Gas takes centre stage in Adnoc downstream expansion

13 April 2023

This package on the UAE’s downstream sector also includes:

Fertiglobe to pay $700m in second-half 2022 dividend

Borouge signs East Africa distribution agreement

Adnoc receives bids for key Estidama project packages

Adnoc to study ammonia value chain in German state

Adnoc Gas receives bids for ethane recovery project

Adnoc committed to supplying hydrogen says executive


Regional energy producers are racing to increase their gas production and supply potential as natural gas as a clean energy source becomes more important in the global energy mix.

By merging its gas processing and liquefied natural gas (LNG) businesses this year, Abu Dhabi National Oil Company (Adnoc) has made considerable strides in this race.

Adnoc Gas, the new, combined entity that began operating on 1 January, has a processing capacity of about 10 billion cubic feet a day (cf/d) of gas across eight onshore and offshore sites and a pipeline network of over 3,250 kilometres.

This makes the company, now listed on the Abu Dhabi Securities Exchange, one of the largest gas processing firms in the world.

The strategic move to consolidate its gas processing business underscores Adnoc’s ambition to propel the growth of its overall downstream portfolio, including petrochemicals, with the help of gas.

Adnoc Gas is already overseeing progress on vital downstream projects inherited from the erstwhile Adnoc Group subsidiaries Adnoc Gas Processing and Adnoc LNG.

Sales gas pipeline network

The Estidama project, crucial to enhancing Adnoc’s sales gas pipeline network across the UAE, is progressing under Adnoc Gas’ management.

The project is part of Adnoc Group’s 2030 mandate to ensure a sustainable natural gas supply to its key customers in the country. It aims to cater to increasing demand for gas from industrial consumers across the UAE, particularly in the Northern Emirates.

Contractors recently submitted bids for two key engineering, procurement and construction (EPC) packages of the Estidama project – commercial bids for package two and technical bids for combined package numbers four and seven.

The scope of work on Estidama package two broadly involves building a new facility at the KP-30 location of the Habshan gas compressor plant (HGCP) in Abu Dhabi and installing three variable frequency drive motor-driven compressors.

The combined package involves laying a new pipeline from the Al-Shuwaib pig launcher and pig receiver station to the Sajaa gas facility in Sharjah. The scope also covers building a new gas pipeline between BVS-2/KP28.7 in Abu Dhabi to Dubai’s Margham gas facility to meet increased gas demand from Adnoc Gas Processing’s customer Dubai Supply Authority (Dusup).

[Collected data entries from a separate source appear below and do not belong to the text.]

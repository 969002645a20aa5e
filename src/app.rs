use std::net::SocketAddr;

use axum::{routing::get, Router};
use tower_http::{cors::CorsLayer, trace::TraceLayer};

use crate::config::AppConfig;
use crate::state::AppState;
use crate::{auth, snapshots};

async fn greeting() -> &'static str {
    "Welcome to My Portfolio Server"
}

pub fn build_app(state: AppState) -> Router {
    Router::new()
        .route("/", get(greeting))
        .merge(auth::router())
        .merge(snapshots::router())
        .with_state(state)
        .layer(CorsLayer::permissive())
        .layer(
            TraceLayer::new_for_http()
                .make_span_with(|req: &axum::http::Request<_>| {
                    let method = req.method().clone();
                    let uri = req.uri().clone();
                    tracing::info_span!("http_request", %method, uri = %uri)
                })
                .on_response(
                    |res: &axum::http::Response<_>,
                     latency: std::time::Duration,
                     _span: &tracing::Span| {
                        let status = res.status();
                        let latency_ms = latency.as_millis() as u64;
                        if status.is_server_error() {
                            tracing::error!(%status, latency_ms, "response");
                        } else {
                            tracing::info!(%status, latency_ms, "response");
                        }
                    },
                ),
        )
}

pub async fn serve(app: Router, config: &AppConfig) -> anyhow::Result<()> {
    let addr: SocketAddr = format!("{}:{}", config.host, config.port).parse()?;

    tracing::info!("listening on {}", addr);
    let listener = tokio::net::TcpListener::bind(addr).await?;
    axum::serve(listener, app).await?;
    Ok(())
}
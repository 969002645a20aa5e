use time::OffsetDateTime;
use tracing::info;

use crate::auth::services::resolve_owner;
use crate::error::{AppError, AppResult};
use crate::snapshots::dto::{SaveFinancialDataRequest, UpdateFinancialDataRequest, WriteReceipt};
use crate::snapshots::repo::MonthlyFields;
use crate::state::AppState;

fn require_months(months: &MonthlyFields) -> AppResult<()> {
    if months.is_empty() {
        return Err(AppError::Validation("monthlyAssets must not be empty".into()));
    }
    Ok(())
}

/// Keyed-merge of every submitted month into the owner's snapshots.
pub async fn save_financial_data(
    st: &AppState,
    req: SaveFinancialDataRequest,
) -> AppResult<WriteReceipt> {
    let owner = resolve_owner(st.accounts.as_ref(), &req.owner_reference()?).await?;
    require_months(&req.monthly_assets)?;

    let at = req.last_update.unwrap_or_else(OffsetDateTime::now_utc);
    let written = st
        .snapshots
        .upsert_many(owner.id, &req.monthly_assets, at)
        .await?;
    info!(user_id = %owner.id, months = written.len(), "financial data saved");

    Ok(WriteReceipt::new(&owner, written.into_iter().map(|s| s.month_key), at))
}

/// Merges into months that already exist.
pub async fn update_financial_data(
    st: &AppState,
    reference: &str,
    req: UpdateFinancialDataRequest,
) -> AppResult<WriteReceipt> {
    let owner = resolve_owner(st.accounts.as_ref(), reference).await?;
    require_months(&req.monthly_assets)?;

    let at = OffsetDateTime::now_utc();
    let written = st
        .snapshots
        .update_existing(owner.id, &req.monthly_assets, at)
        .await?;
    info!(user_id = %owner.id, months = written.len(), "financial data updated");

    Ok(WriteReceipt::new(&owner, written.into_iter().map(|s| s.month_key), at))
}

/// Bulk overwrite used for import and restore. An empty mapping clears the owner's data.
pub async fn replace_financial_data(
    st: &AppState,
    req: SaveFinancialDataRequest,
) -> AppResult<WriteReceipt> {
    let owner = resolve_owner(st.accounts.as_ref(), &req.owner_reference()?).await?;

    let at = req.last_update.unwrap_or_else(OffsetDateTime::now_utc);
    st.snapshots
        .replace_all(owner.id, &req.monthly_assets, at)
        .await?;
    info!(user_id = %owner.id, months = req.monthly_assets.len(), "financial data replaced");

    Ok(WriteReceipt::new(&owner, req.monthly_assets.into_keys(), at))
}
use axum::{
    extract::rejection::JsonRejection,
    http::StatusCode,
    response::{IntoResponse, Response},
    Json,
};
use serde::Serialize;
use thiserror::Error;
use tracing::{error, warn};

/// Every failure a request can end with.
#[derive(Debug, Error)]
pub enum AppError {
    #[error("{0}")]
    Validation(String),

    #[error("{0}")]
    NotFound(String),

    #[error("no user matches '{0}'")]
    OwnerNotFound(String),

    #[error("Email already registered")]
    DuplicateAccount,

    #[error("Invalid email or password")]
    InvalidCredential,

    #[error("store error: {0}")]
    Store(#[from] sqlx::Error),

    #[error(transparent)]
    Internal(#[from] anyhow::Error),
}

pub type AppResult<T> = Result<T, AppError>;

#[derive(Debug, Serialize)]
struct ErrorBody {
    error: &'static str,
    message: String,
}

impl AppError {
    /// Stable machine-readable code, safe for clients to branch on.
    pub fn code(&self) -> &'static str {
        match self {
            AppError::Validation(_) => "validation_error",
            AppError::NotFound(_) => "not_found",
            AppError::OwnerNotFound(_) => "owner_not_found",
            AppError::DuplicateAccount => "duplicate_account",
            AppError::InvalidCredential => "invalid_credential",
            AppError::Store(_) => "store_error",
            AppError::Internal(_) => "internal_error",
        }
    }

    pub fn status(&self) -> StatusCode {
        match self {
            AppError::Validation(_) => StatusCode::BAD_REQUEST,
            AppError::NotFound(_) | AppError::OwnerNotFound(_) => StatusCode::NOT_FOUND,
            AppError::DuplicateAccount => StatusCode::CONFLICT,
            AppError::InvalidCredential => StatusCode::UNAUTHORIZED,
            AppError::Store(_) | AppError::Internal(_) => StatusCode::INTERNAL_SERVER_ERROR,
        }
    }
}

impl From<JsonRejection> for AppError {
    fn from(rejection: JsonRejection) -> Self {
        AppError::Validation(rejection.body_text())
    }
}

impl IntoResponse for AppError {
    fn into_response(self) -> Response {
        let status = self.status();
        let message = if status.is_server_error() {
            error!(error = %self, code = self.code(), "request failed");
            // Store details stay in the logs.
            "Internal server error".to_string()
        } else {
            warn!(error = %self, code = self.code(), "request rejected");
            self.to_string()
        };
        (
            status,
            Json(ErrorBody {
                error: self.code(),
                message,
            }),
        )
            .into_response()
    }
}

#[cfg(test)]
mod tests {
    use super::*;

    #[test]
    fn taxonomy_maps_to_http_status() {
        assert_eq!(
            AppError::Validation("bad".into()).status(),
            StatusCode::BAD_REQUEST
        );
        assert_eq!(AppError::NotFound("x".into()).status(), StatusCode::NOT_FOUND);
        assert_eq!(
            AppError::OwnerNotFound("a@x.com".into()).status(),
            StatusCode::NOT_FOUND
        );
        assert_eq!(AppError::DuplicateAccount.status(), StatusCode::CONFLICT);
        assert_eq!(AppError::InvalidCredential.status(), StatusCode::UNAUTHORIZED);
        assert_eq!(
            AppError::Store(sqlx::Error::RowNotFound).status(),
            StatusCode::INTERNAL_SERVER_ERROR
        );
        assert_eq!(
            AppError::Internal(anyhow::anyhow!("boom")).status(),
            StatusCode::INTERNAL_SERVER_ERROR
        );
    }

    #[test]
    fn codes_are_stable() {
        assert_eq!(AppError::DuplicateAccount.code(), "duplicate_account");
        assert_eq!(AppError::InvalidCredential.code(), "invalid_credential");
        assert_eq!(AppError::OwnerNotFound("u".into()).code(), "owner_not_found");
        assert_eq!(
            AppError::Store(sqlx::Error::PoolClosed).code(),
            "store_error"
        );
    }

    #[tokio::test]
    async fn server_errors_hide_details() {
        let res = AppError::Store(sqlx::Error::PoolTimedOut).into_response();
        assert_eq!(res.status(), StatusCode::INTERNAL_SERVER_ERROR);
        let bytes = axum::body::to_bytes(res.into_body(), usize::MAX)
            .await
            .unwrap();
        let body: serde_json::Value = serde_json::from_slice(&bytes).unwrap();
        assert_eq!(body["error"], "store_error");
        assert_eq!(body["message"], "Internal server error");
    }
}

The EPC work on the estimated $2bn Estidama project has been divided into seven packages.

Abu Dhabi-based contractor Integrated Specialised General Contracting Company (Iscco) won package one, understood to have a contract value of $18m, in December 2021.

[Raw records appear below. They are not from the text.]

//! In-process stores, used when no database is configured and in tests.
//!
//! Each store keeps its data behind a single lock, so every read-modify-write
//! happens under one guard.

use std::collections::{BTreeMap, HashMap};

use async_trait::async_trait;
use time::OffsetDateTime;
use tokio::sync::{Mutex, RwLock};
use uuid::Uuid;

use crate::auth::repo::AccountStore;
use crate::auth::repo_types::User;
use crate::error::{AppError, AppResult};
use crate::snapshots::repo::{missing_month, MonthlyFields, SnapshotStore};
use crate::snapshots::repo_types::{MonthKey, Snapshot};

#[derive(Default)]
pub struct MemoryAccountStore {
    users: RwLock<HashMap<Uuid, User>>,
}

#[async_trait]
impl AccountStore for MemoryAccountStore {
    async fn create(&self, email: &str, password_hash: &str) -> AppResult<User> {
        let mut users = self.users.write().await;
        if users.values().any(|u| u.email == email) {
            return Err(AppError::DuplicateAccount);
        }
        let user = User {
            id: Uuid::new_v4(),
            email: email.to_string(),
            password_hash: password_hash.to_string(),
            created_at: OffsetDateTime::now_utc(),
        };
        users.insert(user.id, user.clone());
        Ok(user)
    }

    async fn find_by_email(&self, email: &str) -> AppResult<Option<User>> {
        let users = self.users.read().await;
        Ok(users.values().find(|u| u.email == email).cloned())
    }

    async fn find_by_id(&self, id: Uuid) -> AppResult<Option<User>> {
        Ok(self.users.read().await.get(&id).cloned())
    }
}

#[derive(Default)]
pub struct MemorySnapshotStore {
    rows: Mutex<BTreeMap<(Uuid, MonthKey), Snapshot>>,
}

fn merge_into(
    rows: &mut BTreeMap<(Uuid, MonthKey), Snapshot>,
    owner_id: Uuid,
    months: &MonthlyFields,
    at: OffsetDateTime,
) -> Vec<Snapshot> {
    months
        .iter()
        .map(|(month_key, fields)| {
            let row = rows
                .entry((owner_id, month_key.clone()))
                .and_modify(|existing| {
                    existing.fields = fields.merged_over(&existing.fields);
                    existing.last_update = at;
                })
                .or_insert_with(|| Snapshot {
                    owner_id,
                    month_key: month_key.clone(),
                    fields: fields.clone(),
                    last_update: at,
                });
            row.clone()
        })
        .collect()
}

#[async_trait]
impl SnapshotStore for MemorySnapshotStore {
    async fn upsert_many(
        &self,
        owner_id: Uuid,
        months: &MonthlyFields,
        at: OffsetDateTime,
    ) -> AppResult<Vec<Snapshot>> {
        let mut rows = self.rows.lock().await;
        Ok(merge_into(&mut rows, owner_id, months, at))
    }

    async fn update_existing(
        &self,
        owner_id: Uuid,
        months: &MonthlyFields,
        at: OffsetDateTime,
    ) -> AppResult<Vec<Snapshot>> {
        let mut rows = self.rows.lock().await;
        if let Some(missing) = months
            .keys()
            .find(|month_key| !rows.contains_key(&(owner_id, (*month_key).clone())))
        {
            return Err(missing_month(missing));
        }
        Ok(merge_into(&mut rows, owner_id, months, at))
    }

    async fn replace_all(
        &self,
        owner_id: Uuid,
        months: &MonthlyFields,
        at: OffsetDateTime,
    ) -> AppResult<()> {
        let mut rows = self.rows.lock().await;
        rows.retain(|(owner, _), _| *owner != owner_id);
        for (month_key, fields) in months {
            rows.insert(
                (owner_id, month_key.clone()),
                Snapshot {
                    owner_id,
                    month_key: month_key.clone(),
                    fields: fields.clone(),
                    last_update: at,
                },
            );
        }
        Ok(())
    }

    async fn list(&self, owner_id: Uuid) -> AppResult<Vec<Snapshot>> {
        let rows = self.rows.lock().await;
        // Keys sort by owner first, then month.
        Ok(rows
            .iter()
            .filter(|((owner, _), _)| *owner == owner_id)
            .map(|(_, snapshot)| snapshot.clone())
            .collect())
    }
}

#[cfg(test)]
mod tests {
    use super::*;
    use crate::snapshots::repo_types::SnapshotFields;
    use rust_decimal_macros::dec;
    use std::sync::Arc;
    use time::macros::datetime;

    fn month(raw: &str) -> MonthKey {
        MonthKey::parse(raw).unwrap()
    }

    fn cash(amount: rust_decimal::Decimal) -> SnapshotFields {
        SnapshotFields {
            cash_on_hand: Some(amount),
            ..Default::default()
        }
    }

    #[tokio::test]
    async fn account_emails_are_unique() {
        let store = MemoryAccountStore::default();
        let user = store.create("a@x.com", "hash").await.unwrap();
        assert!(matches!(
            store.create("a@x.com", "hash2").await,
            Err(AppError::DuplicateAccount)
        ));
        assert_eq!(store.find_by_id(user.id).await.unwrap().unwrap().email, "a@x.com");
        assert!(store.find_by_email("b@x.com").await.unwrap().is_none());
    }

    #[tokio::test]
    async fn upsert_merges_fields_of_the_same_month() {
        let store = MemorySnapshotStore::default();
        let owner = Uuid::new_v4();
        let t1 = datetime!(2024-03-01 0:00 UTC);
        let t2 = datetime!(2024-03-02 0:00 UTC);

        store
            .upsert_snapshot(owner, month("2024-03"), cash(dec!(100)), t1)
            .await
            .unwrap();
        let merged = store
            .upsert_snapshot(
                owner,
                month("2024-03"),
                SnapshotFields {
                    savings: Some(dec!(50)),
                    ..Default::default()
                },
                t2,
            )
            .await
            .unwrap();

        assert_eq!(merged.fields.cash_on_hand, Some(dec!(100)));
        assert_eq!(merged.fields.savings, Some(dec!(50)));
        assert_eq!(merged.last_update, t2);

        let all = store.list(owner).await.unwrap();
        assert_eq!(all.len(), 1);
        assert_eq!(all[0], merged);
    }

    #[tokio::test]
    async fn upsert_is_idempotent() {
        let store = MemorySnapshotStore::default();
        let owner = Uuid::new_v4();
        let at = datetime!(2024-03-01 0:00 UTC);
        let a = store
            .upsert_snapshot(owner, month("2024-03"), cash(dec!(1)), at)
            .await
            .unwrap();
        let b = store
            .upsert_snapshot(owner, month("2024-03"), cash(dec!(1)), at)
            .await
            .unwrap();
        assert_eq!(a, b);
        assert_eq!(store.list(owner).await.unwrap().len(), 1);
    }

    #[tokio::test]
    async fn list_is_empty_and_scoped_per_owner() {
        let store = MemorySnapshotStore::default();
        let (alice, bob) = (Uuid::new_v4(), Uuid::new_v4());
        assert!(store.list(alice).await.unwrap().is_empty());

        let at = OffsetDateTime::now_utc();
        let months = MonthlyFields::from([
            (month("2024-05"), cash(dec!(5))),
            (month("2023-01"), cash(dec!(1))),
        ]);
        store.upsert_many(bob, &months, at).await.unwrap();

        assert!(store.list(alice).await.unwrap().is_empty());
        let keys: Vec<String> = store
            .list(bob)
            .await
            .unwrap()
            .into_iter()
            .map(|s| s.month_key.to_string())
            .collect();
        assert_eq!(keys, vec!["2023-01", "2024-05"]);
    }

    #[tokio::test]
    async fn update_existing_is_all_or_nothing() {
        let store = MemorySnapshotStore::default();
        let owner = Uuid::new_v4();
        let at = datetime!(2024-01-01 0:00 UTC);
        store
            .upsert_snapshot(owner, month("2024-01"), cash(dec!(1)), at)
            .await
            .unwrap();

        let months = MonthlyFields::from([
            (month("2024-01"), cash(dec!(99))),
            (month("2024-02"), cash(dec!(2))),
        ]);
        let err = store
            .update_existing(owner, &months, OffsetDateTime::now_utc())
            .await
            .unwrap_err();
        assert!(matches!(err, AppError::NotFound(ref m) if m.contains("2024-02")));

        let all = store.list(owner).await.unwrap();
        assert_eq!(all.len(), 1);
        assert_eq!(all[0].fields.cash_on_hand, Some(dec!(1)));
        assert_eq!(all[0].last_update, at);
    }

    #[tokio::test]
    async fn replace_all_returns_exactly_the_new_mapping() {
        let store = MemorySnapshotStore::default();
        let (owner, other) = (Uuid::new_v4(), Uuid::new_v4());
        let old = datetime!(2023-01-01 0:00 UTC);
        let restored = datetime!(2024-06-30 12:00 UTC);

        store
            .upsert_many(
                owner,
                &MonthlyFields::from([
                    (month("2023-01"), cash(dec!(1))),
                    (month("2023-02"), cash(dec!(2))),
                ]),
                old,
            )
            .await
            .unwrap();
        store
            .upsert_snapshot(other, month("2023-01"), cash(dec!(7)), old)
            .await
            .unwrap();

        let replacement = MonthlyFields::from([(
            month("2023-02"),
            SnapshotFields {
                debt: Some(dec!(300)),
                ..Default::default()
            },
        )]);
        store.replace_all(owner, &replacement, restored).await.unwrap();

        let all = store.list(owner).await.unwrap();
        assert_eq!(all.len(), 1);
        assert_eq!(all[0].month_key.as_str(), "2023-02");
        // Overwrite, not merge: the old cash value is gone.
        assert_eq!(all[0].fields.cash_on_hand, None);
        assert_eq!(all[0].fields.debt, Some(dec!(300)));
        assert_eq!(all[0].last_update, restored);

        assert_eq!(store.list(other).await.unwrap().len(), 1);
    }

    #[tokio::test]
    async fn concurrent_merges_keep_every_field() {
        let store = Arc::new(MemorySnapshotStore::default());
        let owner = Uuid::new_v4();
        let patches = vec![
            cash(dec!(1)),
            SnapshotFields {
                savings: Some(dec!(2)),
                ..Default::default()
            },
            SnapshotFields {
                stocks: Some(dec!(3)),
                ..Default::default()
            },
            SnapshotFields {
                real_estate: Some(dec!(4)),
                ..Default::default()
            },
            SnapshotFields {
                debt: Some(dec!(5)),
                ..Default::default()
            },
        ];

        let handles: Vec<_> = patches
            .into_iter()
            .map(|fields| {
                let store = Arc::clone(&store);
                tokio::spawn(async move {
                    store
                        .upsert_snapshot(owner, month("2024-03"), fields, OffsetDateTime::now_utc())
                        .await
                })
            })
            .collect();
        for handle in handles {
            handle.await.unwrap().unwrap();
        }

        let all = store.list(owner).await.unwrap();
        assert_eq!(all.len(), 1);
        let f = &all[0].fields;
        assert_eq!(
            (f.cash_on_hand, f.savings, f.stocks, f.real_estate, f.debt),
            (Some(dec!(1)), Some(dec!(2)), Some(dec!(3)), Some(dec!(4)), Some(dec!(5)))
        );
    }
}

In January this year, MEED named frontrunners to win packages three and six.

Package five is expected to be tendered separately to contractors as part of a planned second phase of the sales gas pipeline upgrade project.

As per the original project schedule, EPC works on the Estidama project are due to be completed in 2025.

Ramping up ethane output

Adnoc Gas is in charge of one of the world’s largest gas processing complexes in Abu Dhabi, with the capacity to process about 8 billion cf/d from its Asab, Bab, Bu Hasa, Habshan and Ruwais plants.

Increased volumes of ethane production will allow the company to commercialise it to supply feedstock to Borouge for its under-construction Borouge 4 petrochemicals complex, as well as to derivatives plants in the upcoming Taziz complex. Adnoc Gas intends to achieve this through the Maximise Ethane Recovery & Monetisation (Meram) project.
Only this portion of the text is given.